◆ Material provided ◆
//! The display controller: per-scanline mode machine, line compositing
//! and the OAM DMA engine.
//!
//! A frame is 154 lines of 114 cycles each. Visible lines walk through
//! sprite search (mode 2), pixel transfer (mode 3, when the whole line is
//! composited in one go) and horizontal blank (mode 0); lines 144..153 are
//! vertical blank (mode 1). The finished frame is swapped in when line 144
//! begins, so readers never observe a half-drawn image.

pub mod image;

#[cfg(test)]
mod tests;

use std::cell::RefCell;
use std::mem;
use std::rc::Rc;

use bitflags::bitflags;

use crate::bits;
use crate::bus::{Bus, Clocked, Component};
use crate::cpu::Interrupts;
use crate::lcd::image::{LcdImage, LcdImageBuilder, LcdImageLine, LcdImageLineBuilder};
use crate::memory::{map, Ram};
use crate::registers::{Register, RegisterFile};
use crate::{SCREEN_HEIGHT, SCREEN_WIDTH};

const CYCLES_PER_LINE: u64 = 114;
const LINES_PER_FRAME: u64 = 154;
pub const CYCLES_PER_FRAME: u64 = CYCLES_PER_LINE * LINES_PER_FRAME;

const MODE_2_CYCLES: u64 = 20;
const MODE_3_CYCLES: u64 = 43;
const MODE_0_CYCLES: u64 = 51;

const TILE_SIDE: usize = 8;
const TILE_BYTES: u16 = 16;
const BG_TILES_PER_LINE: usize = 32;
const WIN_TILES_PER_LINE: usize = 20;
const TILE_MAP_TILES: u16 = 32 * 32;

const SPRITE_COUNT: usize = 40;
const MAX_SPRITES_PER_LINE: usize = 10;
const SPRITE_ATTRIBUTE_BYTES: usize = 4;
const SPRITE_X_OFFSET: i32 = 8;
const SPRITE_Y_OFFSET: i32 = 16;
const WX_OFFSET: i32 = 7;

/// The display controller's register window, in address order from 0xFF40.
#[derive(Copy, Clone, Eq, PartialEq, Debug)]
enum LcdReg {
    Lcdc,
    Stat,
    Scy,
    Scx,
    Ly,
    Lyc,
    Dma,
    Bgp,
    Obp0,
    Obp1,
    Wy,
    Wx,
}

impl Register for LcdReg {
    const COUNT: usize = 12;

    fn index(self) -> usize {
        self as usize
    }
}

impl LcdReg {
    const ALL: [LcdReg; 12] = [
        LcdReg::Lcdc,
        LcdReg::Stat,
        LcdReg::Scy,
        LcdReg::Scx,
        LcdReg::Ly,
        LcdReg::Lyc,
        LcdReg::Dma,
        LcdReg::Bgp,
        LcdReg::Obp0,
        LcdReg::Obp1,
        LcdReg::Wy,
        LcdReg::Wx,
    ];

    fn at(address: u16) -> LcdReg {
        LcdReg::ALL[(address - map::REGS_LCD_START) as usize]
    }
}
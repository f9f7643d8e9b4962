use std::cell::RefCell;
use std::rc::Rc;

use super::*;
use crate::memory::{Ram, RamController};

/// A CPU wired to 64 KiB of flat RAM preloaded with `program` at address
/// zero. The CPU's interrupt port is attached ahead of the RAM so IE/IF
/// reads resolve to the real registers.
fn machine(program: &[u8]) -> (Cpu, Bus) {
    let mut bus = Bus::new();
    let cpu = Cpu::new();
    cpu.attach_to(&mut bus);
    let ram = Rc::new(RefCell::new(Ram::new(0x1_0000)));
    bus.attach(Rc::new(RefCell::new(RamController::new(ram, 0))));
    for (i, byte) in program.iter().enumerate() {
        bus.write(i as u16, *byte);
    }
    (cpu, bus)
}

/// Drives the CPU until PC reaches `target`, returning the number of
/// cycles consumed. Panics when `max_cycles` pass without getting there.
fn run_until_pc(cpu: &mut Cpu, bus: &Bus, target: u16, max_cycles: u64) -> u64 {
    for cycle in 0..max_cycles {
        cpu.cycle(cycle, bus);
        if cpu.pc() == target {
            return cycle + 1;
        }
    }
    panic!("PC never reached {target:#06X} in {max_cycles} cycles");
}

fn run_cycles(cpu: &mut Cpu, bus: &Bus, range: std::ops::Range<u64>) {
    for cycle in range {
        cpu.cycle(cycle, bus);
    }
}

#[test]
fn immediate_add_sets_the_half_carry() {
    // LD A, 0x0F ; ADD A, 0x01
    let (mut cpu, bus) = machine(&[0x3E, 0x0F, 0xC6, 0x01]);
    run_cycles(&mut cpu, &bus, 0..4);

    assert_eq!(cpu.regs.get(Reg::A), 0x10);
    assert_eq!(cpu.regs.get(Reg::F), Flags::H.bits());
    assert_eq!(cpu.pc(), 4);
}

#[test]
fn adc_consumes_the_incoming_carry() {
    // LD A, 0xFF ; ADD A, 0x01 (sets C) ; ADC A, 0x00
    let (mut cpu, bus) = machine(&[0x3E, 0xFF, 0xC6, 0x01, 0xCE, 0x00]);
    run_cycles(&mut cpu, &bus, 0..6);

    assert_eq!(cpu.regs.get(Reg::A), 0x01);
    assert!(!cpu.flag(Flags::C));
}

#[test]
fn conditional_jumps_cost_extra_only_when_taken() {
    // LD A, 2 ; loop: DEC A ; JR NZ, loop ; HALT
    let (mut cpu, bus) = machine(&[0x3E, 0x02, 0x3D, 0x20, 0xFD, 0x76]);
    // 2 (LD) + 1 (DEC) + 3 (JR taken) + 1 (DEC) puts the not-taken JR at
    // cycle 7, so PC lands past it on the eighth driven cycle.
    let cycles = run_until_pc(&mut cpu, &bus, 5, 100);
    assert_eq!(cycles, 8);
    assert_eq!(cpu.regs.get(Reg::A), 0);
    assert!(cpu.flag(Flags::Z));
}

#[test]
fn call_and_ret_round_trip_through_the_stack() {
    // LD SP, 0xFFFF ; CALL 0x0008 ; HALT ; NOP ; sub: LD A, 0x2A ; RET
    let (mut cpu, bus) = machine(&[
        0x31, 0xFF, 0xFF, 0xCD, 0x08, 0x00, 0x76, 0x00, 0x3E, 0x2A, 0xC9,
    ]);
    run_until_pc(&mut cpu, &bus, 6, 100);

    assert_eq!(cpu.regs.get(Reg::A), 0x2A);
    assert_eq!(cpu.sp(), 0xFFFF);
}

#[test]
fn pop_af_clears_the_low_nibble_of_f() {
    // LD SP, 0xFFFF ; LD BC, 0xABFF ; PUSH BC ; POP AF ; HALT
    let (mut cpu, bus) = machine(&[0x31, 0xFF, 0xFF, 0x01, 0xFF, 0xAB, 0xC5, 0xF1, 0x76]);
    run_until_pc(&mut cpu, &bus, 8, 100);

    assert_eq!(cpu.regs.get(Reg::A), 0xAB);
    assert_eq!(cpu.regs.get(Reg::F), 0xF0);
}

#[test]
fn add_hl_takes_flags_from_the_high_byte_stage() {
    // LD HL, 0x0FFF ; LD BC, 0x0001 ; ADD HL, BC ; HALT
    let (mut cpu, bus) = machine(&[0x21, 0xFF, 0x0F, 0x01, 0x01, 0x00, 0x09, 0x76]);
    run_until_pc(&mut cpu, &bus, 7, 100);

    assert_eq!(cpu.reg16(Reg16::Hl), 0x1000);
    assert_eq!(cpu.regs.get(Reg::F), Flags::H.bits());
}

#[test]
fn ld_hl_sp_takes_flags_from_the_low_byte_stage() {
    // LD SP, 0x00FF ; LD HL, SP+1 ; HALT
    let (mut cpu, bus) = machine(&[0x31, 0xFF, 0x00, 0xF8, 0x01, 0x76]);
    run_until_pc(&mut cpu, &bus, 5, 100);

    assert_eq!(cpu.reg16(Reg16::Hl), 0x0100);
    assert_eq!(cpu.regs.get(Reg::F), (Flags::H | Flags::C).bits());
}

#[test]
fn prefixed_opcodes_reach_the_second_table() {
    // LD A, 0x80 ; SWAP A ; BIT 0, A ; SET 0, A ; HALT
    let (mut cpu, bus) = machine(&[0x3E, 0x80, 0xCB, 0x37, 0xCB, 0x47, 0xCB, 0xC7, 0x76]);
    run_until_pc(&mut cpu, &bus, 8, 100);

    assert_eq!(cpu.regs.get(Reg::A), 0x09);
    // BIT left Z and H set; SET does not touch flags.
    assert_eq!(cpu.regs.get(Reg::F), (Flags::Z | Flags::H).bits());
}

#[test]
fn hl_loads_update_the_pointer_both_ways() {
    // LD HL, 0xC000 ; LD (HL+), A ; LD (HL-), A ; HALT
    let (mut cpu, bus) = machine(&[0x21, 0x00, 0xC0, 0x22, 0x32, 0x76]);
    run_until_pc(&mut cpu, &bus, 5, 100);
    assert_eq!(cpu.reg16(Reg16::Hl), 0xC000);
}

#[test]
fn lowest_indexed_pending_interrupt_wins() {
    let (mut cpu, bus) = machine(&[0x00; 0x100]);
    cpu.ime = true;
    bus.write(map::REG_IE, 0x1F);
    cpu.request_interrupts(Interrupts::TIMER | Interrupts::LCD_STAT);

    cpu.cycle(0, &bus);

    // LCD_STAT (bit 1) outranks TIMER (bit 2).
    assert_eq!(cpu.pc(), map::INTERRUPT_VECTORS[1]);
    assert!(!cpu.ime);
    assert_eq!(bus.read(map::REG_IF), Interrupts::TIMER.bits());

    // Dispatch consumes 5 cycles before the handler's first instruction.
    run_cycles(&mut cpu, &bus, 1..5);
    assert_eq!(cpu.pc(), map::INTERRUPT_VECTORS[1]);
    cpu.cycle(5, &bus);
    assert_eq!(cpu.pc(), map::INTERRUPT_VECTORS[1] + 1);
}

#[test]
fn interrupt_dispatch_pushes_the_interrupted_pc() {
    let (mut cpu, bus) = machine(&[0x31, 0xFF, 0xFF, 0x00, 0x00]); // LD SP,0xFFFF ; NOPs
    run_cycles(&mut cpu, &bus, 0..3);
    assert_eq!(cpu.pc(), 3);

    cpu.ime = true;
    bus.write(map::REG_IE, Interrupts::VBLANK.bits());
    cpu.request_interrupts(Interrupts::VBLANK);
    cpu.cycle(3, &bus);

    assert_eq!(cpu.pc(), map::INTERRUPT_VECTORS[0]);
    assert_eq!(cpu.sp(), 0xFFFD);
    assert_eq!(bus.read(0xFFFD), 3);
    assert_eq!(bus.read(0xFFFE), 0);
}

#[test]
fn halt_parks_until_an_enabled_interrupt_is_pending() {
    // HALT ; INC A
    let (mut cpu, bus) = machine(&[0x76, 0x3C]);
    run_cycles(&mut cpu, &bus, 0..20);
    assert_eq!(cpu.pc(), 1);
    assert_eq!(cpu.regs.get(Reg::A), 0);

    // IME stays off: the processor resumes without dispatching.
    bus.write(map::REG_IE, Interrupts::TIMER.bits());
    cpu.request_interrupts(Interrupts::TIMER);
    cpu.cycle(20, &bus);

    assert_eq!(cpu.regs.get(Reg::A), 1);
    assert_eq!(cpu.pc(), 2);
    assert_eq!(bus.read(map::REG_IF), Interrupts::TIMER.bits());
}

#[test]
fn reti_returns_and_reenables_interrupts() {
    // LD SP, 0xFFFF ; CALL 0x0008 ; HALT ; NOP ; sub: RETI
    let (mut cpu, bus) = machine(&[0x31, 0xFF, 0xFF, 0xCD, 0x08, 0x00, 0x76, 0x00, 0xD9]);
    run_until_pc(&mut cpu, &bus, 6, 100);
    assert!(cpu.ime);
}

#[test]
fn di_and_ei_toggle_ime() {
    // EI ; DI ; HALT
    let (mut cpu, bus) = machine(&[0xFB, 0xF3, 0x76]);
    cpu.cycle(0, &bus);
    assert!(cpu.ime);
    cpu.cycle(1, &bus);
    assert!(!cpu.ime);
}

#[test]
#[should_panic(expected = "STOP instruction is not implemented")]
fn stop_is_a_fatal_error() {
    let (mut cpu, bus) = machine(&[0x10]);
    cpu.cycle(0, &bus);
}

#[test]
#[should_panic(expected = "unknown opcode")]
fn holes_in_the_opcode_map_are_fatal() {
    let (mut cpu, bus) = machine(&[0xD3]);
    cpu.cycle(0, &bus);
}

#[test]
fn recursive_fibonacci_program_leaves_89_in_the_accumulator() {
    let _ = env_logger::builder().is_test(true).try_init();

    // SP=0xFFFF, A=11, then a recursive Fibonacci routine and a halt at
    // address 8.
    let program: [u8; 28] = [
        0x31, 0xFF, 0xFF, 0x3E, 0x0B, 0xCD, 0x0A, 0x00, 0x76, 0x00, 0xFE, 0x02, 0xD8, 0xC5, 0x3D,
        0x47, 0xCD, 0x0A, 0x00, 0x4F, 0x78, 0x3D, 0xCD, 0x0A, 0x00, 0x81, 0xC1, 0xC9,
    ];
    let (mut cpu, bus) = machine(&program);
    run_until_pc(&mut cpu, &bus, 8, 100_000);

    assert_eq!(cpu.regs.get(Reg::A), 89);
    assert_eq!(cpu.pc(), 8);
    assert_eq!(cpu.sp(), 0xFFFF);
    for reg in [Reg::F, Reg::B, Reg::C, Reg::D, Reg::E, Reg::H, Reg::L] {
        assert_eq!(cpu.regs.get(reg), 0, "{reg:?} should be zero");
    }
}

◆ What you are asked to do ◆
Copy the records above exactly, beginning at the line that contains "let cpu = Cpu::new();" and stopping after the line that contains "for (i, byte)".

◆ Task solution ◆
    let cpu = Cpu::new();
    cpu.attach_to(&mut bus);
    let ram = Rc::new(RefCell::new(Ram::new(0x1_0000)));
    bus.attach(Rc::new(RefCell::new(RamController::new(ram, 0))));
    for (i, byte) in program.iter().enumerate() {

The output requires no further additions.